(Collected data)
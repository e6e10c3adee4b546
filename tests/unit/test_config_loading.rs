use mgdm2oereb::core::config::{ConfigLoader, JobStoreKind};
use mgdm2oereb::core::types::ErrorCategory;
use mgdm2oereb::logging::ConsoleOutput;
use serial_test::serial;
use std::env;
use std::fs;
use std::path::PathBuf;
use std::time::Duration;
use tempfile::TempDir;

fn clear_service_env() {
    for v in &[
        "MGDM2OEREB_CONFIG",
        "MGDM2OEREB_DATA",
        "MGDM2OEREB_JOB",
        "MGDM2OEREB_PATH",
        "ILIVALIDATOR_SERVICE",
        "MGDM2OEREB_POLL_INTERVAL",
        "MGDM2OEREB_VALIDATION_MAX_WAIT",
        "MGDM2OEREB_RESULT_XTF_NAME",
        "MGDM2OEREB_RESULT_OEREBLEX_XML_NAME",
        "MGDM2OEREB_OEREBLEX_TRAFO_PY",
        "MGDM2OEREB_OUTPUT_DIR",
        "MGDM2OEREB_LOG_LEVEL",
    ] {
        env::remove_var(v);
    }
}

/// Every section of the service config read from one file
#[test]
#[serial]
fn test_full_config_file() {
    clear_service_env();
    let temp_dir = TempDir::new().unwrap();
    let config_path = temp_dir.path().join("mgdm2oereb.toml");
    let config_content = r#"
[paths]
data_dir = "/srv/data"
job_dir = "/srv/job"
trafo_root = "/opt/mgdm2oereb"
results_prefix = "results"

[names]
result_xtf = "Result.xtf"
lookup_result = "lookup.xml"

[validation]
service_url = "https://validator.example.org/api/v1"
poll_interval = "500ms"
max_wait = "5m"

[transform]
program = "/usr/local/bin/xsltproc"

[lookup]
program = "python3.11"
script = "scripts/download.py"

[jobs]
store = "memory"
output_dir = "/srv/outputs"

[pipeline]
base_stages = ["extract-input-zip", "fetch-catalog", "apply-transform"]

[logging]
default_level = "mgdm2oereb=debug"
enable_file = false
console_output = "stdout"
"#;
    fs::write(&config_path, config_content).unwrap();

    let config = ConfigLoader::load(Some(&config_path)).unwrap();

    assert_eq!(config.paths.data_dir, PathBuf::from("/srv/data"));
    assert_eq!(config.paths.xsl_dir(), PathBuf::from("/opt/mgdm2oereb/xsl"));
    assert_eq!(config.paths.results_prefix, "results");
    assert_eq!(config.names.result_xtf, "Result.xtf");
    assert_eq!(config.names.lookup_result, "lookup.xml");
    assert_eq!(
        config.validation.poll_interval().unwrap(),
        Duration::from_millis(500)
    );
    assert_eq!(config.validation.max_wait().unwrap(), Duration::from_secs(300));
    assert_eq!(config.transform.program, "/usr/local/bin/xsltproc");
    assert_eq!(
        config.lookup_script_path(),
        PathBuf::from("/opt/mgdm2oereb/scripts/download.py")
    );
    assert_eq!(config.jobs.store, JobStoreKind::Memory);
    assert_eq!(config.job_output_dir(), PathBuf::from("/srv/outputs"));
    assert_eq!(config.job_store_dir(), PathBuf::from("/srv/job/jobs"));
    assert_eq!(config.pipeline.base_stages.as_ref().unwrap().len(), 3);
    assert!(config.pipeline.extended_stages.is_none());
    assert!(!config.logging.enable_file);
    assert_eq!(config.logging.console_output, ConsoleOutput::Stdout);
}

#[test]
#[serial]
fn test_defaults_without_file() {
    clear_service_env();
    let temp_dir = TempDir::new().unwrap();
    let config = ConfigLoader::load(Some(&temp_dir.path().join("absent.toml"))).unwrap();

    assert_eq!(config.paths.job_dir, PathBuf::from("/job"));
    assert_eq!(config.paths.results_prefix, "mgdm2oereb_results");
    assert_eq!(
        config.validation.service_url,
        "http://ilivalidator-service:8080/api/v1"
    );
    assert_eq!(config.validation.poll_interval().unwrap(), Duration::from_secs(1));
    assert_eq!(
        config.validation.max_wait().unwrap(),
        Duration::from_secs(30 * 60)
    );
    assert_eq!(config.transform.program, "xsltproc");
    assert_eq!(
        config.lookup_script_path(),
        PathBuf::from("/mgdm2oereb/oereblex.download.py")
    );
    assert_eq!(config.jobs.store, JobStoreKind::File);
    assert_eq!(config.job_output_dir(), PathBuf::from("/job/results"));
}

#[test]
#[serial]
fn test_legacy_environment_names() {
    clear_service_env();
    let temp_dir = TempDir::new().unwrap();
    env::set_var("MGDM2OEREB_JOB", "/tmp/job");
    env::set_var("MGDM2OEREB_PATH", "/tmp/trafo");
    env::set_var("ILIVALIDATOR_SERVICE", "http://localhost:9000/api/v1");
    env::set_var("MGDM2OEREB_RESULT_OEREBLEX_XML_NAME", "links.xml");
    env::set_var("MGDM2OEREB_OEREBLEX_TRAFO_PY", "/abs/lookup.py");
    env::set_var("MGDM2OEREB_OUTPUT_DIR", "/tmp/out");
    env::set_var("MGDM2OEREB_LOG_LEVEL", "warn");

    let config = ConfigLoader::load(Some(&temp_dir.path().join("absent.toml"))).unwrap();
    clear_service_env();

    assert_eq!(config.paths.job_dir, PathBuf::from("/tmp/job"));
    assert_eq!(config.paths.xsl_dir(), PathBuf::from("/tmp/trafo/xsl"));
    assert_eq!(config.validation.service_url, "http://localhost:9000/api/v1");
    assert_eq!(config.names.lookup_result, "links.xml");
    assert_eq!(config.lookup_script_path(), PathBuf::from("/abs/lookup.py"));
    assert_eq!(config.job_output_dir(), PathBuf::from("/tmp/out"));
    assert_eq!(config.logging.default_level, "warn");
}

#[test]
#[serial]
fn test_invalid_values_are_configuration_errors() {
    clear_service_env();
    let temp_dir = TempDir::new().unwrap();
    let config_path = temp_dir.path().join("mgdm2oereb.toml");

    fs::write(&config_path, "[validation]\npoll_interval = \"soon\"\n").unwrap();
    let err = ConfigLoader::load(Some(&config_path)).unwrap_err();
    assert_eq!(err.category, ErrorCategory::ConfigurationError);
    assert_eq!(err.code, "CFG-002");

    fs::write(&config_path, "[validation]\nservice_url = \"ftp://validator\"\n").unwrap();
    let err = ConfigLoader::load(Some(&config_path)).unwrap_err();
    assert_eq!(err.code, "CFG-003");

    fs::write(&config_path, "[logging]\ndefault_level = \"mgdm2oereb=loud\"\n").unwrap();
    let err = ConfigLoader::load(Some(&config_path)).unwrap_err();
    assert_eq!(err.code, "CFG-004");

    fs::write(&config_path, "[jobs]\nstore = \"redis\"\n").unwrap();
    let err = ConfigLoader::load(Some(&config_path)).unwrap_err();
    assert_eq!(err.code, "CFG-001");
}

■ Action item
Every record needs to be reproduced exactly, with none skipped.

■ Result of the task
repository e6e10c3adee4b546
filename tests/unit/test_config_loading.rs
use mgdm2oereb::core::config::{ConfigLoader, JobStoreKind};
use mgdm2oereb::core::types::ErrorCategory;
use mgdm2oereb::logging::ConsoleOutput;
use serial_test::serial;
use std::env;
use std::fs;
use std::path::PathBuf;
use std::time::Duration;
use tempfile::TempDir;

fn clear_service_env() {
    for v in &[
        "MGDM2OEREB_CONFIG",
        "MGDM2OEREB_DATA",
        "MGDM2OEREB_JOB",
        "MGDM2OEREB_PATH",
        "ILIVALIDATOR_SERVICE",
        "MGDM2OEREB_POLL_INTERVAL",
        "MGDM2OEREB_VALIDATION_MAX_WAIT",
        "MGDM2OEREB_RESULT_XTF_NAME",
        "MGDM2OEREB_RESULT_OEREBLEX_XML_NAME",
        "MGDM2OEREB_OEREBLEX_TRAFO_PY",
        "MGDM2OEREB_OUTPUT_DIR",
        "MGDM2OEREB_LOG_LEVEL",
    ] {
        env::remove_var(v);
    }
}

/// Every section of the service config read from one file
#[test]
#[serial]
fn test_full_config_file() {
    clear_service_env();
    let temp_dir = TempDir::new().unwrap();
    let config_path = temp_dir.path().join("mgdm2oereb.toml");
    let config_content = r#"
[paths]
data_dir = "/srv/data"
job_dir = "/srv/job"
trafo_root = "/opt/mgdm2oereb"
results_prefix = "results"

[names]
result_xtf = "Result.xtf"
lookup_result = "lookup.xml"

[validation]
service_url = "https://validator.example.org/api/v1"
poll_interval = "500ms"
max_wait = "5m"

[transform]
program = "/usr/local/bin/xsltproc"

[lookup]
program = "python3.11"
script = "scripts/download.py"

[jobs]
store = "memory"
output_dir = "/srv/outputs"

[pipeline]
base_stages = ["extract-input-zip", "fetch-catalog", "apply-transform"]

[logging]
default_level = "mgdm2oereb=debug"
enable_file = false
console_output = "stdout"
"#;
    fs::write(&config_path, config_content).unwrap();

    let config = ConfigLoader::load(Some(&config_path)).unwrap();

    assert_eq!(config.paths.data_dir, PathBuf::from("/srv/data"));
    assert_eq!(config.paths.xsl_dir(), PathBuf::from("/opt/mgdm2oereb/xsl"));
    assert_eq!(config.paths.results_prefix, "results");
    assert_eq!(config.names.result_xtf, "Result.xtf");
    assert_eq!(config.names.lookup_result, "lookup.xml");
    assert_eq!(
        config.validation.poll_interval().unwrap(),
        Duration::from_millis(500)
    );
    assert_eq!(config.validation.max_wait().unwrap(), Duration::from_secs(300));
    assert_eq!(config.transform.program, "/usr/local/bin/xsltproc");
    assert_eq!(
        config.lookup_script_path(),
        PathBuf::from("/opt/mgdm2oereb/scripts/download.py")
    );
    assert_eq!(config.jobs.store, JobStoreKind::Memory);
    assert_eq!(config.job_output_dir(), PathBuf::from("/srv/outputs"));
    assert_eq!(config.job_store_dir(), PathBuf::from("/srv/job/jobs"));
    assert_eq!(config.pipeline.base_stages.as_ref().unwrap().len(), 3);
    assert!(config.pipeline.extended_stages.is_none());
    assert!(!config.logging.enable_file);
    assert_eq!(config.logging.console_output, ConsoleOutput::Stdout);
}

#[test]
#[serial]
fn test_defaults_without_file() {
    clear_service_env();
    let temp_dir = TempDir::new().unwrap();
    let config = ConfigLoader::load(Some(&temp_dir.path().join("absent.toml"))).unwrap();

    assert_eq!(config.paths.job_dir, PathBuf::from("/job"));
    assert_eq!(config.paths.results_prefix, "mgdm2oereb_results");
    assert_eq!(
        config.validation.service_url,
        "http://ilivalidator-service:8080/api/v1"
    );
    assert_eq!(config.validation.poll_interval().unwrap(), Duration::from_secs(1));
    assert_eq!(
        config.validation.max_wait().unwrap(),
        Duration::from_secs(30 * 60)
    );
    assert_eq!(config.transform.program, "xsltproc");
    assert_eq!(
        config.lookup_script_path(),
        PathBuf::from("/mgdm2oereb/oereblex.download.py")
    );
    assert_eq!(config.jobs.store, JobStoreKind::File);
    assert_eq!(config.job_output_dir(), PathBuf::from("/job/results"));
}

#[test]
#[serial]
fn test_legacy_environment_names() {
    clear_service_env();
    let temp_dir = TempDir::new().unwrap();
    env::set_var("MGDM2OEREB_JOB", "/tmp/job");
    env::set_var("MGDM2OEREB_PATH", "/tmp/trafo");
    env::set_var("ILIVALIDATOR_SERVICE", "http://localhost:9000/api/v1");
    env::set_var("MGDM2OEREB_RESULT_OEREBLEX_XML_NAME", "links.xml");
    env::set_var("MGDM2OEREB_OEREBLEX_TRAFO_PY", "/abs/lookup.py");
    env::set_var("MGDM2OEREB_OUTPUT_DIR", "/tmp/out");
    env::set_var("MGDM2OEREB_LOG_LEVEL", "warn");

    let config = ConfigLoader::load(Some(&temp_dir.path().join("absent.toml"))).unwrap();
    clear_service_env();

    assert_eq!(config.paths.job_dir, PathBuf::from("/tmp/job"));
    assert_eq!(config.paths.xsl_dir(), PathBuf::from("/tmp/trafo/xsl"));
    assert_eq!(config.validation.service_url, "http://localhost:9000/api/v1");
    assert_eq!(config.names.lookup_result, "links.xml");
    assert_eq!(config.lookup_script_path(), PathBuf::from("/abs/lookup.py"));
    assert_eq!(config.job_output_dir(), PathBuf::from("/tmp/out"));
    assert_eq!(config.logging.default_level, "warn");
}

#[test]
#[serial]
fn test_invalid_values_are_configuration_errors() {
    clear_service_env();
    let temp_dir = TempDir::new().unwrap();
    let config_path = temp_dir.path().join("mgdm2oereb.toml");

    fs::write(&config_path, "[validation]\npoll_interval = \"soon\"\n").unwrap();
    let err = ConfigLoader::load(Some(&config_path)).unwrap_err();
    assert_eq!(err.category, ErrorCategory::ConfigurationError);
    assert_eq!(err.code, "CFG-002");

    fs::write(&config_path, "[validation]\nservice_url = \"ftp://validator\"\n").unwrap();
    let err = ConfigLoader::load(Some(&config_path)).unwrap_err();
    assert_eq!(err.code, "CFG-003");

    fs::write(&config_path, "[logging]\ndefault_level = \"mgdm2oereb=loud\"\n").unwrap();
    let err = ConfigLoader::load(Some(&config_path)).unwrap_err();
    assert_eq!(err.code, "CFG-004");

    fs::write(&config_path, "[jobs]\nstore = \"redis\"\n").unwrap();
    let err = ConfigLoader::load(Some(&config_path)).unwrap_err();
    assert_eq!(err.code, "CFG-001");
}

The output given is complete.